Yay! Just came back from the NTU String Orchestra concert - Journey 2009! It's been a fabulous journey indeed, since 2005 when it started till now! Yet another concert by the NTU SO!

Each time we meet up either alumni or current members, we are bonded by that common desire to play and hear good music. It's such a wonderful thing, for everyone in a community to have a common goal and passion. A vision.. a love... a desire.

That is something that will keep me going back year after year after year. It's been like 10 years now in the String ensemble/orchestra community, though we don't play much as alumni, it's just a really wonderful thing. And so hearing that the next concert will be in March 2011, everyone of us is like... "Aw" when are we going to meet up again? 1.5 years later? Oh gosh!

With all these yearnings to meet up and play together, I am compelled to start up something for the East-side string ppl since it's so hard to travel to NTU.

Then again, it's always a question of commitment and priorities. Do i have the time? Shucks... and when we get into the drone of daily living again, the hype will die down for yet another year to go. Sigh.

But i always believe that where there's a will there's a way. THis is something that i can do while I still can do, so why not do it now... because if i don't, I will probably not do it anymore when I am not able to. Right?

There's so many choices in life... sometimes... it's hard to choose... we want everything... but there's only so much we can afford, spend, commit - to.

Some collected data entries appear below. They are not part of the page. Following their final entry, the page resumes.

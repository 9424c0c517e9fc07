//! AArch64 Linux signal context
//!
//! The kernel's `mcontext_t` holds x0-x30, sp, pc and pstate, followed by a
//! 4 KiB reserved area of tagged records. The FPSIMD record (v0-v31, fpsr,
//! fpcr) is one of them. [`UcontextAarch64`] copies both into an
//! [`Aarch64Registers`] bank and writes them back on [`commit`].
//!
//! [`commit`]: UcontextAarch64::commit

use core::mem::{offset_of, size_of};
use core::ptr;

use static_assertions::const_assert_eq;

use crate::arch::{Aarch64, Aarch64Registers};
use crate::context::{ExecutionContext, MemoryFault, TargetMemory};

/// Size of `mcontext_t.__reserved`
const RESERVED_SIZE: usize = 4096;

/// Tag of the FPSIMD record
const FPSIMD_MAGIC: u32 = 0x4650_8001;

/// Record header (`struct _aarch64_ctx`)
#[repr(C)]
#[derive(Clone, Copy)]
struct RecordHeader {
    magic: u32,
    size: u32,
}

/// `struct fpsimd_context`
#[repr(C)]
struct FpsimdRecord {
    head: RecordHeader,
    fpsr: u32,
    fpcr: u32,
    vregs: [u128; 32],
}

const_assert_eq!(offset_of!(FpsimdRecord, vregs), 16);
const_assert_eq!(size_of::<FpsimdRecord>(), 528);

/// Execution context of a thread interrupted by a signal
pub struct UcontextAarch64<'a> {
    uc: &'a mut libc::ucontext_t,
    /// Offset of the FPSIMD record in the reserved area
    fpsimd: Option<usize>,
    regs: Aarch64Registers,
}

impl<'a> UcontextAarch64<'a> {
    /// Capture the interrupted registers
    ///
    /// # Safety
    ///
    /// The context reads and writes process memory at whatever addresses the
    /// protocol hands it. `uc` must be the frame of a thread interrupted
    /// inside the runtime's trampoline protocol, so that every staged address
    /// is valid stack or runtime memory for the lifetime of the context.
    pub unsafe fn new(uc: &'a mut libc::ucontext_t) -> Self {
        let mc = &mut uc.uc_mcontext;
        let mut regs = Aarch64Registers::new();
        regs.x = mc.regs;
        regs.sp = mc.sp;
        regs.pc = mc.pc;
        regs.pstate = mc.pstate;

        let fpsimd = find_fpsimd(mc);
        if let Some(offset) = fpsimd {
            // SAFETY: find_fpsimd checked the record fits the reserved area
            let record = unsafe { &*record_at(mc, offset) };
            regs.v = record.vregs;
            regs.fpsr = record.fpsr;
            regs.fpcr = record.fpcr;
        }
        Self { uc, fpsimd, regs }
    }

    /// Capture from the third argument of an `SA_SIGINFO` handler
    ///
    /// # Safety
    ///
    /// `context` must be the `ucontext_t` the kernel passed to the running
    /// signal handler, and the requirements of [`new`](Self::new) hold.
    pub unsafe fn from_raw(context: *mut libc::c_void) -> Option<Self> {
        let uc = (context as *mut libc::ucontext_t).as_mut()?;
        Some(Self::new(uc))
    }

    /// Write the register bank back into the signal frame
    ///
    /// The kernel resumes the thread with these registers when the handler
    /// returns.
    pub fn commit(mut self) {
        let mc = &mut self.uc.uc_mcontext;
        mc.regs = self.regs.x;
        mc.sp = self.regs.sp;
        mc.pc = self.regs.pc;
        mc.pstate = self.regs.pstate;
        if let Some(offset) = self.fpsimd {
            // SAFETY: see `new`
            let record = unsafe { &mut *record_at(mc, offset) };
            record.vregs = self.regs.v;
            record.fpsr = self.regs.fpsr;
            record.fpcr = self.regs.fpcr;
        }
    }
}

/// Start of `mcontext_t.__reserved` (the last field, 16-byte aligned)
fn reserved_area(mc: &mut libc::mcontext_t) -> *mut u8 {
    (mc as *mut libc::mcontext_t as *mut u8)
        .wrapping_add(size_of::<libc::mcontext_t>() - RESERVED_SIZE)
}

fn record_at(mc: &mut libc::mcontext_t, offset: usize) -> *mut FpsimdRecord {
    reserved_area(mc).wrapping_add(offset) as *mut FpsimdRecord
}

/// Walk the reserved area for the FPSIMD record
fn find_fpsimd(mc: &mut libc::mcontext_t) -> Option<usize> {
    let base = reserved_area(mc);
    let mut offset = 0;
    while offset + size_of::<RecordHeader>() <= RESERVED_SIZE {
        // SAFETY: in bounds of __reserved, records are 16-byte aligned
        let head = unsafe { ptr::read(base.add(offset) as *const RecordHeader) };
        match head.magic {
            0 => return None,
            FPSIMD_MAGIC if offset + size_of::<FpsimdRecord>() <= RESERVED_SIZE => {
                return Some(offset);
            }
            _ if head.size == 0 => return None,
            _ => offset += head.size as usize,
        }
    }
    None
}

impl TargetMemory for UcontextAarch64<'_> {
    // The target is this process: addresses are dereferenced directly.
    fn read(&self, addr: u64, buf: &mut [u8]) -> Result<(), MemoryFault> {
        if addr == 0 {
            return Err(MemoryFault { addr });
        }
        // SAFETY: the contract of `new`: the protocol only hands out
        // addresses on the interrupted thread's stack or in runtime data
        unsafe { ptr::copy_nonoverlapping(addr as *const u8, buf.as_mut_ptr(), buf.len()) };
        Ok(())
    }

    fn write(&mut self, addr: u64, data: &[u8]) -> Result<(), MemoryFault> {
        if addr == 0 {
            return Err(MemoryFault { addr });
        }
        // SAFETY: as for `read`
        unsafe { ptr::copy_nonoverlapping(data.as_ptr(), addr as *mut u8, data.len()) };
        Ok(())
    }
}

impl ExecutionContext<Aarch64> for UcontextAarch64<'_> {
    fn registers(&self) -> &Aarch64Registers {
        &self.regs
    }

    fn registers_mut(&mut self) -> &mut Aarch64Registers {
        &mut self.regs
    }
}

#[cfg(test)]
mod tests {
    use super::*;
    use core::mem::MaybeUninit;

    fn zeroed_ucontext() -> Box<libc::ucontext_t> {
        // SAFETY: ucontext_t is plain data
        Box::new(unsafe { MaybeUninit::zeroed().assume_init() })
    }

    fn reserved(uc: &mut libc::ucontext_t) -> *mut u8 {
        reserved_area(&mut uc.uc_mcontext)
    }

    #[test]
    fn general_registers_roundtrip() {
        let mut uc = zeroed_ucontext();
        uc.uc_mcontext.regs[0] = 10;
        uc.uc_mcontext.sp = 0x7000;
        uc.uc_mcontext.pc = 0x4000;

        let mut ctx = unsafe { UcontextAarch64::new(&mut uc) };
        assert_eq!(ctx.registers().x[0], 10);
        assert_eq!(ctx.sp(), 0x7000);
        ctx.set_pc(0x5000);
        ctx.registers_mut().x[26] = 0x99;
        ctx.commit();

        assert_eq!(uc.uc_mcontext.pc, 0x5000);
        assert_eq!(uc.uc_mcontext.regs[26], 0x99);
    }

    #[test]
    fn fpsimd_record_found_after_other_records() {
        let mut uc = zeroed_ucontext();
        let base = reserved(&mut uc);
        unsafe {
            // An unrelated 32-byte record first
            ptr::write(base as *mut RecordHeader, RecordHeader { magic: 0x1234, size: 32 });
            let record = base.add(32) as *mut FpsimdRecord;
            (*record).head = RecordHeader {
                magic: FPSIMD_MAGIC,
                size: size_of::<FpsimdRecord>() as u32,
            };
            (*record).vregs[2] = 7;
        }

        let mut ctx = unsafe { UcontextAarch64::new(&mut uc) };
        assert_eq!(ctx.registers().v[2], 7);
        ctx.registers_mut().v[0] = 1.5f64.to_bits() as u128;
        ctx.commit();

        let record = unsafe { &*(reserved(&mut uc).add(32) as *const FpsimdRecord) };
        assert_eq!(record.vregs[0], 1.5f64.to_bits() as u128);
    }

    #[test]
    fn missing_fpsimd_record_is_tolerated() {
        let mut uc = zeroed_ucontext();
        let ctx = unsafe { UcontextAarch64::new(&mut uc) };
        assert_eq!(ctx.registers().v, [0; 32]);
        assert_eq!(ctx.fpsimd, None);
    }

    #[test]
    fn memory_is_process_memory() {
        let mut uc = zeroed_ucontext();
        let mut ctx = unsafe { UcontextAarch64::new(&mut uc) };
        let mut cell = [0u8; 8];
        let addr = cell.as_mut_ptr() as u64;
        ctx.write_word(addr, 0xabcd).unwrap();
        assert_eq!(ctx.read_word(addr).unwrap(), 0xabcd);
        assert!(ctx.read_word(0).is_err());
    }
}
//! Simulated target thread
//!
//! A [`SimTarget`] owns one OS thread standing in for the thread an
//! execution unit is locked to. Trap signals arrive over a channel; each one
//! is handed to the [`Dispatcher`] exactly as a signal handler would. When
//! the dispatcher redirects the thread into the trampoline, the target
//! emulates the runtime's trampoline: it allocates the call frame, raises
//! the protocol's status traps, runs the injected function (a registered
//! Rust closure) and finally jumps back to the interrupted pc.

use std::sync::atomic::{AtomicI32, Ordering};
use std::sync::Arc;
use std::thread::{self, JoinHandle};
use std::{fmt, io};

use crossbeam::channel::{unbounded, Receiver, Sender};
use log::{debug, trace, warn};

use dbgcall::staging::{StagingArea, HEADER_SIZE, PAYLOAD_OFFSET};
use dbgcall::{
    status, Arch, Dispatcher, ExecutionContext, FuncVal, MemoryFault, PanicValue, TargetMemory,
    ThreadId, TrampolineRange,
};

use crate::context::SimContext;
use crate::memory::SimMemory;
use crate::signaler::{Event, SimSignaler};
use crate::unit::SimUnit;

/// Address space layout of the simulated target
pub mod layout {
    /// Trampoline code
    pub const TRAMPOLINE_BASE: u64 = 0x1000;
    pub const TRAMPOLINE_SIZE: u64 = 0x100;

    /// Trap instructions inside the trampoline, one per status
    pub const RUN_PC: u64 = TRAMPOLINE_BASE + 0x10;
    pub const RETURN_PC: u64 = TRAMPOLINE_BASE + 0x20;
    pub const PANIC_PC: u64 = TRAMPOLINE_BASE + 0x30;
    pub const UNSAFE_PC: u64 = TRAMPOLINE_BASE + 0x40;
    pub const RESTORE_PC: u64 = TRAMPOLINE_BASE + 0x50;

    /// Read-only data (unsafe-call reasons)
    pub const RODATA_BASE: u64 = 0x8000;
    pub const RODATA_SIZE: usize = 0x1000;

    /// Stack of the target thread
    pub const STACK_BASE: u64 = 0x7f00_0000;
    pub const STACK_SIZE: usize = 0x1_0000;
    pub const INITIAL_SP: u64 = STACK_BASE + STACK_SIZE as u64 - 0x100;

    /// Where the simulated program is "running" when interrupted
    pub const PROGRAM_PC: u64 = 0x40_1000;
    pub const PROGRAM_LR: u64 = 0x40_0800;

    /// Entry points and closure objects of registered functions
    pub const FUNC_BASE: u64 = 0x50_0000;
    pub const FUNC_STRIDE: u64 = 0x100;
    pub const CLOSURE_BASE: u64 = 0x60_0000;
    pub const CLOSURE_STRIDE: u64 = 0x10;
}

/// Code range of the simulated trampoline
pub const fn trampoline() -> TrampolineRange {
    TrampolineRange::new(
        layout::TRAMPOLINE_BASE,
        layout::TRAMPOLINE_BASE,
        layout::TRAMPOLINE_BASE + layout::TRAMPOLINE_SIZE,
    )
}

static NEXT_TID: AtomicI32 = AtomicI32::new(1000);

/// An injected function: a Rust closure run on the target thread
pub type SimFn<A> = Box<dyn FnMut(&mut SimCall<'_, A>) -> Result<(), PanicValue> + Send>;

/// How the trampoline responds on entry
#[derive(Debug, Clone, Copy, Default, PartialEq, Eq)]
pub struct TrampolineScript {
    /// Entries to refuse (status 8) before running the call
    pub refusals: u32,

    /// Reason published with each refusal
    pub reason: &'static str,

    /// Publish this status on entry instead of following the protocol
    pub bogus_status: Option<u64>,
}

impl TrampolineScript {
    /// Refuse the next `count` entries with `reason`
    pub fn refuse(count: u32, reason: &'static str) -> Self {
        Self {
            refusals: count,
            reason,
            bogus_status: None,
        }
    }
}

/// View of the target handed to an injected function
pub struct SimCall<'c, A: Arch> {
    ctx: &'c mut SimContext<A>,
    frame: u64,
    frame_size: u64,
}

impl<A: Arch> SimCall<'_, A> {
    pub fn int_arg(&self, index: usize) -> u64 {
        A::gpr(&self.ctx.regs, A::INT_ARG_BASE + index)
    }

    pub fn set_int_result(&mut self, index: usize, value: u64) {
        A::set_gpr(&mut self.ctx.regs, A::INT_ARG_BASE + index, value);
    }

    pub fn float_arg(&self, index: usize) -> f64 {
        f64::from_bits(A::fpr(&self.ctx.regs, A::FLOAT_ARG_BASE + index))
    }

    pub fn set_float_result(&mut self, index: usize, value: f64) {
        A::set_fpr(&mut self.ctx.regs, A::FLOAT_ARG_BASE + index, value.to_bits());
    }

    /// Closure context register as set up for the call
    pub fn closure(&self) -> u64 {
        A::context_register(&self.ctx.regs)
    }

    /// Size of the stack argument frame
    pub fn frame_size(&self) -> u64 {
        self.frame_size
    }

    /// Word `index` of the stack argument frame
    pub fn frame_word(&self, index: u64) -> Result<u64, MemoryFault> {
        self.ctx.read_word(self.frame + 8 * index)
    }

    pub fn set_frame_word(&mut self, index: u64, value: u64) -> Result<(), MemoryFault> {
        self.ctx.write_word(self.frame + 8 * index, value)
    }

    /// Full machine state, for functions that poke at other registers
    pub fn context(&mut self) -> &mut SimContext<A> {
        self.ctx
    }
}

/// Final state of a stopped target
pub struct TargetReport<A: Arch> {
    /// Machine state when the thread stopped
    pub ctx: SimContext<A>,
    /// Registers before the first trap
    pub original: A::Registers,
    /// Traps taken, protocol traps included
    pub traps: u32,
    /// Trap signals the dispatcher declined
    pub declined: u32,
    /// Protocol traps the dispatcher failed to claim
    pub unclaimed: u32,
    /// Injected functions run
    pub calls: u32,
}

impl<A: Arch> fmt::Debug for TargetReport<A> {
    fn fmt(&self, f: &mut fmt::Formatter<'_>) -> fmt::Result {
        f.debug_struct("TargetReport")
            .field("traps", &self.traps)
            .field("declined", &self.declined)
            .field("unclaimed", &self.unclaimed)
            .field("calls", &self.calls)
            .finish_non_exhaustive()
    }
}

/// Configures a target before its thread starts
pub struct SimTargetBuilder<A: Arch> {
    functions: Vec<SimFn<A>>,
    script: TrampolineScript,
    regs: A::Registers,
}

impl<A: Arch> SimTargetBuilder<A> {
    fn new() -> Self {
        let mut regs = A::Registers::default();
        // x0-x30 / r0-r30 and all 32 floating-point registers
        for i in 0..31 {
            A::set_gpr(&mut regs, i, 0xa000 + i as u64);
        }
        for i in 0..32 {
            A::set_fpr(&mut regs, i, (i as f64 + 0.5).to_bits());
        }
        A::set_pc(&mut regs, layout::PROGRAM_PC);
        A::set_sp(&mut regs, layout::INITIAL_SP);
        A::set_link(&mut regs, layout::PROGRAM_LR);
        Self {
            functions: Vec::new(),
            script: TrampolineScript::default(),
            regs,
        }
    }

    /// Register an injectable function
    pub fn function<F>(&mut self, f: F) -> FuncVal
    where
        F: FnMut(&mut SimCall<'_, A>) -> Result<(), PanicValue> + Send + 'static,
    {
        let index = self.functions.len() as u64;
        self.functions.push(Box::new(f));
        FuncVal {
            entry: layout::FUNC_BASE + index * layout::FUNC_STRIDE,
            closure: layout::CLOSURE_BASE + index * layout::CLOSURE_STRIDE,
        }
    }

    pub fn script(&mut self, script: TrampolineScript) -> &mut Self {
        self.script = script;
        self
    }

    /// Adopt `unit` and start the target thread
    pub fn spawn(
        self,
        unit: Arc<SimUnit>,
        dispatcher: Arc<Dispatcher<A, SimUnit>>,
    ) -> io::Result<SimTarget<A>> {
        let tid = ThreadId(NEXT_TID.fetch_add(1, Ordering::Relaxed));
        unit.lock_to(tid);

        let mut mem = SimMemory::new();
        mem.map(layout::TRAMPOLINE_BASE, layout::TRAMPOLINE_SIZE as usize);
        mem.map(layout::RODATA_BASE, layout::RODATA_SIZE);
        mem.map(layout::STACK_BASE, layout::STACK_SIZE);
        let trap = A::TRAP_INSTRUCTION.to_le_bytes();
        for pc in [
            layout::RUN_PC,
            layout::RETURN_PC,
            layout::PANIC_PC,
            layout::UNSAFE_PC,
            layout::RESTORE_PC,
        ] {
            mem.write(pc, &trap).map_err(fault_to_io)?;
        }

        let mut ctx = SimContext::new(mem);
        ctx.regs = self.regs;
        let target = Target {
            tid,
            ctx,
            original: self.regs,
            trampoline: dispatcher.trampoline(),
            dispatcher,
            _unit: unit,
            functions: self.functions,
            script: self.script,
            traps: 0,
            declined: 0,
            unclaimed: 0,
            calls: 0,
        };

        let (tx, rx) = unbounded();
        let handle = thread::Builder::new()
            .name(format!("sim-target-{tid}"))
            .spawn(move || target.run(rx))?;
        debug!("{} target thread {tid} started", A::NAME);
        Ok(SimTarget { tid, tx, handle })
    }
}

fn fault_to_io(fault: MemoryFault) -> io::Error {
    io::Error::new(
        io::ErrorKind::InvalidInput,
        format!("unmapped address {:#x}", fault.addr),
    )
}

/// Handle to a running simulated target thread
pub struct SimTarget<A: Arch> {
    tid: ThreadId,
    tx: Sender<Event>,
    handle: JoinHandle<TargetReport<A>>,
}

impl<A: Arch> SimTarget<A> {
    pub fn builder() -> SimTargetBuilder<A> {
        SimTargetBuilder::new()
    }

    pub fn tid(&self) -> ThreadId {
        self.tid
    }

    /// A signaler that delivers traps to this thread
    pub fn signaler(&self) -> SimSignaler {
        SimSignaler::new(self.tid, self.tx.clone())
    }

    /// Stop the thread and collect its final state
    pub fn stop(self) -> TargetReport<A> {
        // The thread also exits once every sender is gone
        let _ = self.tx.send(Event::Stop);
        match self.handle.join() {
            Ok(report) => report,
            Err(panic) => std::panic::resume_unwind(panic),
        }
    }
}

/// State owned by the target thread
struct Target<A: Arch> {
    tid: ThreadId,
    ctx: SimContext<A>,
    original: A::Registers,
    trampoline: TrampolineRange,
    dispatcher: Arc<Dispatcher<A, SimUnit>>,
    _unit: Arc<SimUnit>,
    functions: Vec<SimFn<A>>,
    script: TrampolineScript,
    traps: u32,
    declined: u32,
    unclaimed: u32,
    calls: u32,
}

impl<A: Arch> Target<A> {
    fn run(mut self, rx: Receiver<Event>) -> TargetReport<A> {
        while let Ok(Event::Trap) = rx.recv() {
            self.take_signal();
        }
        trace!("target thread {} exiting", self.tid);
        TargetReport {
            ctx: self.ctx,
            original: self.original,
            traps: self.traps,
            declined: self.declined,
            unclaimed: self.unclaimed,
            calls: self.calls,
        }
    }

    /// Trap signal interrupted the program
    fn take_signal(&mut self) {
        self.traps += 1;
        if !self.dispatcher.on_trap(self.tid, &mut self.ctx) {
            trace!("thread {}: trap declined", self.tid);
            self.declined += 1;
            return;
        }
        if self.ctx.pc() == self.trampoline.entry {
            self.run_trampoline();
        }
    }

    fn run_trampoline(&mut self) {
        let base = self.ctx.sp();

        if let Some(bogus) = self.script.bogus_status {
            self.status_trap(layout::RUN_PC, bogus);
            return;
        }

        let result = if self.script.refusals > 0 {
            self.script.refusals -= 1;
            self.refuse(base)
        } else {
            self.call(base)
        };
        if let Err(fault) = result {
            warn!("thread {}: trampoline fault at {:#x}", self.tid, fault.addr);
        }

        self.ctx.set_sp(base);
        if !self.status_trap(layout::RESTORE_PC, status::RESTORE) {
            return;
        }
        if let Err(fault) = self.epilogue() {
            warn!("thread {}: trampoline epilogue fault at {:#x}", self.tid, fault.addr);
        }
    }

    /// Unwind from the restored registers alone: the link register holds
    /// the interrupted pc, the staged slot at sp the interrupted link
    fn epilogue(&mut self) -> Result<(), MemoryFault> {
        let area = StagingArea::at(self.ctx.sp());
        let resume = self.ctx.link();
        let link = area.read_link(&self.ctx)?;
        self.ctx.set_link(link);
        self.ctx.set_sp(area.base() + HEADER_SIZE);
        self.ctx.set_pc(resume);
        Ok(())
    }

    /// Publish the refusal reason and report status 8
    fn refuse(&mut self, base: u64) -> Result<(), MemoryFault> {
        let reason = self.script.reason.as_bytes();
        self.ctx.write(layout::RODATA_BASE, reason)?;

        let sp = base - (HEADER_SIZE + 16);
        self.ctx.write_word(sp + PAYLOAD_OFFSET, layout::RODATA_BASE)?;
        self.ctx.write_word(sp + PAYLOAD_OFFSET + 8, reason.len() as u64)?;
        self.ctx.set_sp(sp);
        self.status_trap(layout::UNSAFE_PC, status::UNSAFE);
        Ok(())
    }

    /// Allocate the call frame, run the function, report the outcome
    fn call(&mut self, base: u64) -> Result<(), MemoryFault> {
        let frame_size = StagingArea::at(base).read_frame_size(&self.ctx)?;
        // Room for the frame or a two-word panic value, 16-byte aligned
        let alloc = (HEADER_SIZE + frame_size.max(16) + 15) & !15;
        let sp = base - alloc;
        let link = self.ctx.link();
        StagingArea::at(sp).write_link(&mut self.ctx, link)?;
        self.ctx.set_sp(sp);

        self.status_trap(layout::RUN_PC, status::RUN);
        // Not redirected: execution falls through as if the call returned
        let result = if self.ctx.pc() == layout::RUN_PC + A::INSTRUCTION_LEN {
            Ok(())
        } else {
            self.invoke(sp + PAYLOAD_OFFSET, frame_size)
        };
        self.ctx.set_sp(sp);

        match result {
            Ok(()) => {
                self.status_trap(layout::RETURN_PC, status::RETURNED);
            }
            Err(panic) => {
                self.ctx.write_word(sp + PAYLOAD_OFFSET, panic.type_word())?;
                self.ctx.write_word(sp + PAYLOAD_OFFSET + 8, panic.data_word())?;
                self.status_trap(layout::PANIC_PC, status::PANICKED);
            }
        }
        Ok(())
    }

    /// Run the registered function at the current pc
    fn invoke(&mut self, frame: u64, frame_size: u64) -> Result<(), PanicValue> {
        let entry = self.ctx.pc();
        let offset = entry.wrapping_sub(layout::FUNC_BASE);
        let index = (offset / layout::FUNC_STRIDE) as usize;
        let function = match self.functions.get_mut(index) {
            Some(f) if offset % layout::FUNC_STRIDE == 0 => f,
            // Jumped into unmapped code
            _ => return Err(PanicValue::new(0, entry)),
        };

        self.calls += 1;
        trace!("thread {}: calling {entry:#x}", self.tid);
        let mut call = SimCall {
            ctx: &mut self.ctx,
            frame,
            frame_size,
        };
        function(&mut call)
    }

    /// Stop at a trampoline trap instruction with `value` in the status
    /// register; false if nothing claimed the trap
    fn status_trap(&mut self, pc: u64, value: u64) -> bool {
        self.ctx.set_pc(pc);
        A::set_status(&mut self.ctx.regs, value);
        self.traps += 1;
        let claimed = self.dispatcher.on_trap(self.tid, &mut self.ctx);
        if !claimed {
            warn!("thread {}: status {value} trap at {pc:#x} unclaimed", self.tid);
            self.unclaimed += 1;
        }
        claimed
    }
}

And it so happens that everything i love to do - is something like a "hobby" which only takes up time, money and effort. And i really wonder sometimes whether this is the right way to live. While other people are worrying and racking their brains on how to survive, make money, build up wealth, everything I do is nothing towards that direction. Or maybe God already knows it and pre-programmed me this way?

Or is this just a result of laziness or too good an environment and hard-working parents that give me the luxury to do what I want, when I want, without worrying about the future?

But I do still worry.

So well, if this is my path in life, perhaps I ought to live it to the fullest. If i am to serve, I will serve. If i am to give, I will give. If I am to do so called "useless-things" for the sake of others, e.g. serve in youth ministry, or play in string (which are all so called "voluntary" activities) - i shall do it. After all, those are not "work" but to me, it is "play". And when we "play" we are most creative. The human is freed when in the state of "play".

Isn't it? And that's why i enjoy it so much....

My resolve of today's reflection - is to PLAY harder, and to be an instrument to allow others to PLAY more, relax, destress...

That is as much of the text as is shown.